Cllr Collis, who used to volunteer for FoodCycle, said: “We grew a lot in four years from one project to three, partly because there was such a need and food poverty is on the increase, but it’s quite hard to grow the capacity at the same time.
“We were feeding a lot more people – it could be up to 120 people a week on a particularly busy week – but it’s completely volunteer-run and FoodCycle doesn’t have their own premises. We’d be offered fairly significant amounts of good food, like fresh veg, but we just couldn’t take it because we had nowhere to keep it.
“The food hub as a central collection point would increase that capacity.”
Cllr Collis said food poverty was a significant problem.
“We have a very wide range of families needing support who aren’t able to make ends meet. The first thing that they sacrifice is food for the adults.
“What I’ve noticed at FoodCycle is the scale of the problem has grown but the range of people needing support has as well. It’s not the people that you might assume it is. It’s people that are in work – often both parents are working.”
The data released by Crisis showed that families are being forced to cut shopping money to cover rent, as a result of a shortfall in housing benefit.
In Cambridge, the average weekly rent of the cheapest third of two-bedroom properties is £189.86 compared to the average housing benefit of £153.79, leaving a shortfall of £36.07. This equates to a small family having to give up 61 per cent of their grocery bill so they can cover the rent, based on the average grocery shop of £59, Crisis said.
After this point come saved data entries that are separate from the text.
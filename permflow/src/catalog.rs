//! Permission catalog
//!
//! One process-wide descriptor per right, created on first access and shared
//! afterwards. Descriptors never change once created.
//!
//! # Example
//!
//! ```
//! use permflow::catalog::{self, names};
//!
//! let camera = catalog::camera();
//! assert_eq!(camera, catalog::find(names::CAMERA).unwrap());
//! ```

use std::collections::HashMap;
use std::sync::OnceLock;

use permflow_api::{actions, version};

use crate::permission::special::SpecialPage;
use crate::permission::{
    BackgroundPermission, DangerousPermission, GetInstalledAppsPermission,
    NotificationPolicyPermission, NotificationServicePermission, Permission, SpecialPermission,
};
use crate::platform::SpecialAccess;

/// Right names
pub mod names {
    pub const CAMERA: &str = "android.permission.CAMERA";
    pub const RECORD_AUDIO: &str = "android.permission.RECORD_AUDIO";
    pub const READ_CONTACTS: &str = "android.permission.READ_CONTACTS";
    pub const WRITE_CONTACTS: &str = "android.permission.WRITE_CONTACTS";
    pub const READ_CALENDAR: &str = "android.permission.READ_CALENDAR";
    pub const READ_PHONE_STATE: &str = "android.permission.READ_PHONE_STATE";

    pub const ACCESS_FINE_LOCATION: &str = "android.permission.ACCESS_FINE_LOCATION";
    pub const ACCESS_COARSE_LOCATION: &str = "android.permission.ACCESS_COARSE_LOCATION";
    pub const ACCESS_BACKGROUND_LOCATION: &str = "android.permission.ACCESS_BACKGROUND_LOCATION";

    pub const BODY_SENSORS: &str = "android.permission.BODY_SENSORS";
    pub const BODY_SENSORS_BACKGROUND: &str = "android.permission.BODY_SENSORS_BACKGROUND";
    pub const READ_HEALTH_DATA_IN_BACKGROUND: &str = "android.permission.health.READ_HEALTH_DATA_IN_BACKGROUND";

    pub const READ_EXTERNAL_STORAGE: &str = "android.permission.READ_EXTERNAL_STORAGE";
    pub const WRITE_EXTERNAL_STORAGE: &str = "android.permission.WRITE_EXTERNAL_STORAGE";
    pub const READ_MEDIA_IMAGES: &str = "android.permission.READ_MEDIA_IMAGES";
    pub const READ_MEDIA_VIDEO: &str = "android.permission.READ_MEDIA_VIDEO";
    pub const READ_MEDIA_AUDIO: &str = "android.permission.READ_MEDIA_AUDIO";
    pub const MANAGE_EXTERNAL_STORAGE: &str = "android.permission.MANAGE_EXTERNAL_STORAGE";

    pub const BLUETOOTH_SCAN: &str = "android.permission.BLUETOOTH_SCAN";
    pub const BLUETOOTH_CONNECT: &str = "android.permission.BLUETOOTH_CONNECT";

    pub const POST_NOTIFICATIONS: &str = "android.permission.POST_NOTIFICATIONS";
    /// Virtual right, never declared
    pub const NOTIFICATION_SERVICE: &str = "android.permission.NOTIFICATION_SERVICE";
    pub const ACCESS_NOTIFICATION_POLICY: &str = "android.permission.ACCESS_NOTIFICATION_POLICY";

    pub const GET_INSTALLED_APPS: &str = "com.android.permission.GET_INSTALLED_APPS";
    /// Not a catalog entry; only checked in the manifest
    pub const QUERY_ALL_PACKAGES: &str = "android.permission.QUERY_ALL_PACKAGES";

    pub const SYSTEM_ALERT_WINDOW: &str = "android.permission.SYSTEM_ALERT_WINDOW";
    pub const WRITE_SETTINGS: &str = "android.permission.WRITE_SETTINGS";
    pub const REQUEST_INSTALL_PACKAGES: &str = "android.permission.REQUEST_INSTALL_PACKAGES";
    pub const SCHEDULE_EXACT_ALARM: &str = "android.permission.SCHEDULE_EXACT_ALARM";
}

/// Logical categories
pub mod groups {
    pub const CAMERA: &str = "camera";
    pub const MICROPHONE: &str = "microphone";
    pub const CONTACTS: &str = "contacts";
    pub const CALENDAR: &str = "calendar";
    pub const PHONE: &str = "phone";
    pub const LOCATION: &str = "location";
    pub const SENSORS: &str = "sensors";
    pub const STORAGE: &str = "storage";
    pub const IMAGE_AND_VIDEO: &str = "image_and_video";
    pub const NEARBY_DEVICES: &str = "nearby_devices";
    pub const NOTIFICATIONS: &str = "notifications";
}

macro_rules! define_catalog {
    ($($(#[$meta:meta])* $accessor:ident => $descriptor:expr;)*) => {
        $(
            $(#[$meta])*
            pub fn $accessor() -> Permission {
                static CELL: OnceLock<Permission> = OnceLock::new();
                CELL.get_or_init(|| Permission::new($descriptor)).clone()
            }
        )*

        /// Every right in the catalog, in definition order
        pub fn all() -> Vec<Permission> {
            vec![$($accessor()),*]
        }
    };
}

define_catalog! {
    camera => DangerousPermission::new(names::CAMERA, version::ANDROID_6).group(groups::CAMERA);
    record_audio => DangerousPermission::new(names::RECORD_AUDIO, version::ANDROID_6).group(groups::MICROPHONE);
    read_contacts => DangerousPermission::new(names::READ_CONTACTS, version::ANDROID_6).group(groups::CONTACTS);
    write_contacts => DangerousPermission::new(names::WRITE_CONTACTS, version::ANDROID_6).group(groups::CONTACTS);
    read_calendar => DangerousPermission::new(names::READ_CALENDAR, version::ANDROID_6).group(groups::CALENDAR);
    read_phone_state => DangerousPermission::new(names::READ_PHONE_STATE, version::ANDROID_6).group(groups::PHONE);

    access_fine_location => DangerousPermission::new(names::ACCESS_FINE_LOCATION, version::ANDROID_6)
        .group(groups::LOCATION);
    access_coarse_location => DangerousPermission::new(names::ACCESS_COARSE_LOCATION, version::ANDROID_6)
        .group(groups::LOCATION);
    access_background_location => BackgroundPermission::new(
        names::ACCESS_BACKGROUND_LOCATION,
        version::ANDROID_10,
        &[names::ACCESS_FINE_LOCATION, names::ACCESS_COARSE_LOCATION],
    )
    .group(groups::LOCATION);

    body_sensors => DangerousPermission::new(names::BODY_SENSORS, version::ANDROID_6).group(groups::SENSORS);
    body_sensors_background => BackgroundPermission::new(
        names::BODY_SENSORS_BACKGROUND,
        version::ANDROID_13,
        &[names::BODY_SENSORS],
    )
    .group(groups::SENSORS)
    .superseded_at(version::ANDROID_16, names::READ_HEALTH_DATA_IN_BACKGROUND);

    read_external_storage => DangerousPermission::new(names::READ_EXTERNAL_STORAGE, version::ANDROID_6)
        .group(groups::STORAGE)
        .lowest_max_sdk(version::ANDROID_12_L);
    write_external_storage => DangerousPermission::new(names::WRITE_EXTERNAL_STORAGE, version::ANDROID_6)
        .group(groups::STORAGE)
        .lowest_max_sdk(version::ANDROID_10);
    read_media_images => DangerousPermission::new(names::READ_MEDIA_IMAGES, version::ANDROID_13)
        .group(groups::IMAGE_AND_VIDEO)
        .legacy(&[names::READ_EXTERNAL_STORAGE]);
    read_media_video => DangerousPermission::new(names::READ_MEDIA_VIDEO, version::ANDROID_13)
        .group(groups::IMAGE_AND_VIDEO)
        .legacy(&[names::READ_EXTERNAL_STORAGE]);
    read_media_audio => DangerousPermission::new(names::READ_MEDIA_AUDIO, version::ANDROID_13)
        .group(groups::MICROPHONE)
        .legacy(&[names::READ_EXTERNAL_STORAGE]);
    manage_external_storage => SpecialPermission::new(
        names::MANAGE_EXTERNAL_STORAGE,
        version::ANDROID_11,
        SpecialAccess::ExternalStorageManager,
        &[
            SpecialPage::App(actions::MANAGE_APP_ALL_FILES_ACCESS_PERMISSION),
            SpecialPage::Global(actions::MANAGE_ALL_FILES_ACCESS_PERMISSION),
        ],
    )
    .group(groups::STORAGE)
    .legacy(&[names::READ_EXTERNAL_STORAGE, names::WRITE_EXTERNAL_STORAGE])
    .legacy_declared_below(version::ANDROID_11);

    bluetooth_scan => DangerousPermission::new(names::BLUETOOTH_SCAN, version::ANDROID_12).group(groups::NEARBY_DEVICES);
    bluetooth_connect => DangerousPermission::new(names::BLUETOOTH_CONNECT, version::ANDROID_12)
        .group(groups::NEARBY_DEVICES);

    post_notifications => DangerousPermission::new(names::POST_NOTIFICATIONS, version::ANDROID_13)
        .group(groups::NOTIFICATIONS)
        .legacy(&[names::NOTIFICATION_SERVICE])
        .settings_via_legacy();
    notification_service => NotificationServicePermission;
    access_notification_policy => NotificationPolicyPermission;

    get_installed_apps => GetInstalledAppsPermission;

    system_alert_window => SpecialPermission::new(
        names::SYSTEM_ALERT_WINDOW,
        version::ANDROID_6,
        SpecialAccess::DrawOverlays,
        &[SpecialPage::App(actions::MANAGE_OVERLAY_PERMISSION)],
    )
    .xiaomi_editor_first();
    write_settings => SpecialPermission::new(
        names::WRITE_SETTINGS,
        version::ANDROID_6,
        SpecialAccess::WriteSettings,
        &[SpecialPage::App(actions::MANAGE_WRITE_SETTINGS)],
    );
    request_install_packages => SpecialPermission::new(
        names::REQUEST_INSTALL_PACKAGES,
        version::ANDROID_8,
        SpecialAccess::InstallPackages,
        &[SpecialPage::App(actions::MANAGE_UNKNOWN_APP_SOURCES)],
    );
    /// Exact alarms are pre-granted on Android 12, so an unreadable switch counts as held
    schedule_exact_alarm => SpecialPermission::new(
        names::SCHEDULE_EXACT_ALARM,
        version::ANDROID_12,
        SpecialAccess::ScheduleExactAlarms,
        &[SpecialPage::App(actions::REQUEST_SCHEDULE_EXACT_ALARM)],
    )
    .default_granted(true);
}

/// Look a right up by its exact name
pub fn find(name: &str) -> Option<Permission> {
    static INDEX: OnceLock<HashMap<String, Permission>> = OnceLock::new();
    INDEX
        .get_or_init(|| all().into_iter().map(|p| (p.name().to_string(), p)).collect())
        .get(name)
        .cloned()
}

/// Rights of a logical category, in definition order
pub fn group(group: &str) -> Vec<Permission> {
    all().into_iter().filter(|p| p.group() == Some(group)).collect()
}

/// Namespaced access to the catalog functions
#[derive(Debug, Clone, Copy, Default)]
pub struct PermissionCatalog;

impl PermissionCatalog {
    pub fn find(name: &str) -> Option<Permission> {
        find(name)
    }

    pub fn all() -> Vec<Permission> {
        all()
    }

    pub fn group(group: &str) -> Vec<Permission> {
        self::group(group)
    }
}

#[cfg(test)]
mod tests {
    use super::*;
    use std::collections::HashSet;

    #[test]
    fn test_names_are_unique() {
        let all = all();
        let unique: HashSet<_> = all.iter().map(|p| p.name().to_string()).collect();
        assert_eq!(unique.len(), all.len());
    }

    #[test]
    fn test_find_every_entry() {
        for permission in all() {
            assert_eq!(find(permission.name()), Some(permission.clone()));
        }
        assert!(find(names::QUERY_ALL_PACKAGES).is_none());
        assert!(find("android.permission.camera").is_none());
    }

    #[test]
    fn test_legacy_and_foreground_names_resolve() {
        let platform = crate::platform::MemoryPlatform::new(version::ANDROID_5);
        for permission in all() {
            let legacy = permission.legacy_permissions(&platform);
            let foreground = permission.foreground_permissions(&platform);
            assert!(legacy.iter().chain(foreground.iter()).all(|p| find(p.name()).is_some()));
        }
        assert_eq!(read_media_images().legacy_permissions(&platform).len(), 1);
        assert_eq!(access_background_location().foreground_permissions(&platform).len(), 2);
    }

    #[test]
    fn test_group_lookup() {
        let location = PermissionCatalog::group(groups::LOCATION);
        assert_eq!(
            location,
            vec![access_fine_location(), access_coarse_location(), access_background_location()]
        );
    }
}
Cambridge City Food Bank has reported a rise in demand for its services. It gave out 8,766 three-day emergency food parcels in 2018, up 36 per cent on the year before.
The hub idea came as a result of an action plan, which had cross-party support from the city council’s Labour and Liberal Democrat groups, and from the Cambridge Food Poverty Alliance.
Led by Cambridge Sustainable Food, the alliance includes the council, Cambridge City Foodbank, FoodCycle, CHS Group, Church of The Good Shepherd, Cambridge Community Ethnic Forum and Cambridge United Charitable Trust.
The action plan for 2020-23 includes strategies such as trialling stalls that accept food vouchers in community centres, running cookery workshops, improving community outreach, lobbying for companies to pay the living wage and getting better information on the scale of the issue and provision available.
In the last financial year, 2,737 free meals were given out as part of a holiday lunches programme and 51 cookery skills sessions were attended by 271 people.
Cllr Collis said the hub will help existing redistribution schemes succeed.
“Businesses need a reliable scheme to make sure that food is collected and redistributed. If a small charity is doing that on an ad-hoc basis it isn’t what big business needs,” she said. “We’re in an agricultural county and I know from running a food waste business there are huge amounts of vegetables particularly that go to waste. That doesn’t need to happen. At least some of it can be repurposed.”
The £144,000 cost included £100,000 to fit out the building and £44,000 for a start-up cost.
A further £19,000 a year for the next four years is also being proposed to support ongoing revenue costs.